Common native tree species found in this area are sugar maple, red maple, black cherry, white ash, quaking aspen and hemlock. The conifer plantations were established on former agricultural crop or pasture land and consist mostly of planted red pine, Norway spruce and white pine.
Mariposa State Forest is managed by DEC foresters for wildlife habitat, timber production, outdoor recreation and watershed protection. DEC foresters use sustainable forestry practices to ensure that the land is protected for future generations while also providing for current uses. Trees are periodically harvested to be used for the production of hardwood and softwood lumber, utility poles, paper, log cabins and furniture. The management of this forest creates a variety of forest habitat conditions necessary for a diversity of wildlife.
Some of the common wildlife species one might encounter on the forest include: deer, turkey, grouse, woodcock, beaver, coyotes, red squirrels, mink, songbirds, pileated woodpeckers, hawks and owls.
Mariposa State Forest is part of the Muller Hill Unit Management Plan. A Unit Management Plan (UMP) guides the DEC's land management activities on several geographically related forests for a ten-year period, although a number of goals and objectives in the plan focus on a much longer time period. Each UMP addresses specific objectives and actions for public use and forest management.
State Land Use Regulations (link leaves DEC website)
Anyone enjoying the use of Mariposa State Forest must observe the following rules which protect them and the forest environment:
- Do not litter. Carry out what you carry in. Burying of refuse is prohibited.
- If you build a fire, do so with care and use wood from dead and downed trees only. Never leave a fire unattended.
- All motorized vehicles are restricted to access roads posted as motor vehicle trails. Off road use of motorized vehicles, such as ATVs, trail bikes and four-wheel drives is not allowed, except where specifically permitted by signs, posted notice or by DEC permit
- Camping for more than three nights or in a group of ten or more requires a permit from a Forest Ranger. Camping is prohibited within 150 feet of water, roads or trail.

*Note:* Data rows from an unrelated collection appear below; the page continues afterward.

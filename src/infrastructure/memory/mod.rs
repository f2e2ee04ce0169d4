//! Memory Layer - In-Memory State Management
//!
//! 持有各项目的组合引擎实例

mod engine_registry;

pub use engine_registry::{EngineRegistryConfig, InMemoryEngineRegistry};
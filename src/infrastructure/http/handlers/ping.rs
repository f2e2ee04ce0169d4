//! Ping Handler
//!
//! 健康检查，同时返回已加载的项目

use axum::{extract::State, Json};
use serde::Serialize;
use std::sync::Arc;

use crate::infrastructure::http::state::AppState;

/// Ping 响应
#[derive(Serialize)]
pub struct PingResponse {
    pub status: &'static str,
    pub version: &'static str,
    pub default_project: String,
    pub loaded_projects: Vec<String>,
}

/// Ping endpoint - 健康检查
pub async fn ping(State(state): State<Arc<AppState>>) -> Json<PingResponse> {
    Json(PingResponse {
        status: "ok",
        version: env!("CARGO_PKG_VERSION"),
        default_project: state.registry.default_project().to_string(),
        loaded_projects: state.registry.loaded_projects(),
    })
}
//! Enumerator - 组合空间的线性遍历
//!
//! 线性索引按 前段优先、中段其次、后段最内层 的顺序映射到三维坐标:
//!
//! ```text
//! front_idx = i / (|mid| * |end|)
//! mid_idx   = (i % (|mid| * |end|)) / |end|
//! end_idx   = i % |end|
//! ```

use super::{CombinationError, Combination, DedupIndex, SegmentId};

/// 扫描结果
#[derive(Debug, Clone, PartialEq, Eq)]
pub enum ScanOutcome {
    /// 找到可用组合
    Found { index: usize, combination: Combination },
    /// 整个循环内没有可用组合
    Exhausted,
    /// 任一素材列表为空
    Empty,
}

/// 三个素材列表的笛卡尔积视图
#[derive(Debug, Clone, Copy)]
pub struct Enumerator<'a> {
    front: &'a [SegmentId],
    mid: &'a [SegmentId],
    end: &'a [SegmentId],
    total: usize,
}

impl<'a> Enumerator<'a> {
    pub fn new(
        front: &'a [SegmentId],
        mid: &'a [SegmentId],
        end: &'a [SegmentId],
    ) -> Result<Self, CombinationError> {
        let total = front
            .len()
            .checked_mul(mid.len())
            .and_then(|n| n.checked_mul(end.len()))
            .ok_or(CombinationError::SpaceOverflow {
                front: front.len(),
                mid: mid.len(),
                end: end.len(),
            })?;

        Ok(Self {
            front,
            mid,
            end,
            total,
        })
    }

    /// 组合总数
    pub fn total(&self) -> usize {
        self.total
    }

    /// 线性索引 → (front_idx, mid_idx, end_idx)
    ///
    /// `index` 必须小于 `total`
    pub fn coordinate(&self, index: usize) -> (usize, usize, usize) {
        let plane = self.mid.len() * self.end.len();
        (
            index / plane,
            (index % plane) / self.end.len(),
            index % self.end.len(),
        )
    }

    pub fn combination_at(&self, index: usize) -> Combination {
        let (f, m, e) = self.coordinate(index);
        Combination {
            front: self.front[f].clone(),
            mid: self.mid[m].clone(),
            end: self.end[e].clone(),
        }
    }

    /// 从 `start` 开始的一整圈线性索引（按 `total` 取模回绕）
    pub fn cycle_from(&self, start: usize) -> impl Iterator<Item = usize> {
        let offset = if self.total == 0 { 0 } else { start % self.total };
        (offset..self.total).chain(0..offset)
    }

    /// 从 `start` 开始循环扫描，返回第一个可用组合
    pub fn scan(&self, start: usize, index: &DedupIndex) -> ScanOutcome {
        if self.total == 0 {
            return ScanOutcome::Empty;
        }

        for i in self.cycle_from(start) {
            let (f, m, e) = self.coordinate(i);
            if index
                .is_available(&self.front[f], &self.mid[m], &self.end[e])
                .available
            {
                return ScanOutcome::Found {
                    index: i,
                    combination: self.combination_at(i),
                };
            }
        }

        ScanOutcome::Exhausted
    }
}

#[cfg(test)]
mod tests {
    use super::*;
    use std::collections::HashSet;

    fn ids(names: &[&str]) -> Vec<SegmentId> {
        names.iter().map(|n| SegmentId::new(*n)).collect()
    }

    #[test]
    fn test_coordinate_mapping_is_front_major() {
        let (front, mid, end) = (ids(&["f1", "f2"]), ids(&["m1", "m2", "m3"]), ids(&["e1", "e2"]));
        let enumerator = Enumerator::new(&front, &mid, &end).unwrap();

        assert_eq!(enumerator.total(), 12);
        assert_eq!(enumerator.coordinate(0), (0, 0, 0));
        assert_eq!(enumerator.coordinate(1), (0, 0, 1));
        assert_eq!(enumerator.coordinate(2), (0, 1, 0));
        assert_eq!(enumerator.coordinate(5), (0, 2, 1));
        assert_eq!(enumerator.coordinate(6), (1, 0, 0));
        assert_eq!(enumerator.coordinate(11), (1, 2, 1));
        assert_eq!(enumerator.combination_at(7), Combination::new("f2", "m1", "e2"));
    }

    #[test]
    fn test_full_cycle_visits_every_index_once() {
        let (front, mid, end) = (ids(&["a", "b", "c"]), ids(&["x", "y"]), ids(&["p", "q", "r", "s"]));
        let enumerator = Enumerator::new(&front, &mid, &end).unwrap();

        for start in [0, 1, 7, 23, 24, 100] {
            let visited: Vec<usize> = enumerator.cycle_from(start).collect();
            assert_eq!(visited.len(), 24);
            assert_eq!(visited[0], start % 24);
            let unique: HashSet<usize> = visited.into_iter().collect();
            assert_eq!(unique.len(), 24);
        }
    }

    #[test]
    fn test_scan_on_empty_index_returns_start() {
        let (front, mid, end) = (ids(&["f1", "f2"]), ids(&["m1"]), ids(&["e1", "e2"]));
        let enumerator = Enumerator::new(&front, &mid, &end).unwrap();

        assert_eq!(
            enumerator.scan(0, &DedupIndex::new()),
            ScanOutcome::Found {
                index: 0,
                combination: Combination::new("f1", "m1", "e1"),
            }
        );
        assert_eq!(
            enumerator.scan(3, &DedupIndex::new()),
            ScanOutcome::Found {
                index: 3,
                combination: Combination::new("f2", "m1", "e2"),
            }
        );
    }

    #[test]
    fn test_scan_skips_used_pairs_and_wraps() {
        let (front, mid, end) = (ids(&["f1", "f2"]), ids(&["m1"]), ids(&["e1", "e2"]));
        let enumerator = Enumerator::new(&front, &mid, &end).unwrap();

        let mut index = DedupIndex::new();
        index.record_usage(&Combination::new("f2", "m1", "e1"));

        // 从 2 开始: (f2,m1,e1) 与 (f2,m1,e2) 前中对已用，回绕后
        // (f1,m1,e1) 中后对已用，(f1,m1,e2) 可用
        assert_eq!(
            enumerator.scan(2, &index),
            ScanOutcome::Found {
                index: 1,
                combination: Combination::new("f1", "m1", "e2"),
            }
        );
    }

    #[test]
    fn test_scan_exhausted() {
        let (front, mid, end) = (ids(&["f1"]), ids(&["m1"]), ids(&["e1", "e2"]));
        let enumerator = Enumerator::new(&front, &mid, &end).unwrap();

        let mut index = DedupIndex::new();
        index.record_usage(&Combination::new("f1", "m1", "e1"));

        assert_eq!(enumerator.scan(0, &index), ScanOutcome::Exhausted);
    }

    #[test]
    fn test_scan_with_empty_list() {
        let (front, mid, end) = (ids(&["f1"]), ids(&[]), ids(&["e1"]));
        let enumerator = Enumerator::new(&front, &mid, &end).unwrap();

        assert_eq!(enumerator.total(), 0);
        assert_eq!(enumerator.cycle_from(5).count(), 0);
        assert_eq!(enumerator.scan(0, &DedupIndex::new()), ScanOutcome::Empty);
    }
}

- No permanent structures should be established, including tree stands or blinds.
Mariposa State Forest can be accessed from the south by following State Route 26 to either Chenango County Routes 12 or 13 (Mariposa Road). Both of these routes travel north crossing the state forest and then to the Madison county line into the town of DeRuyter. A variety of unplowed, secondary dirt town roads provide seasonal access to most areas of the forest.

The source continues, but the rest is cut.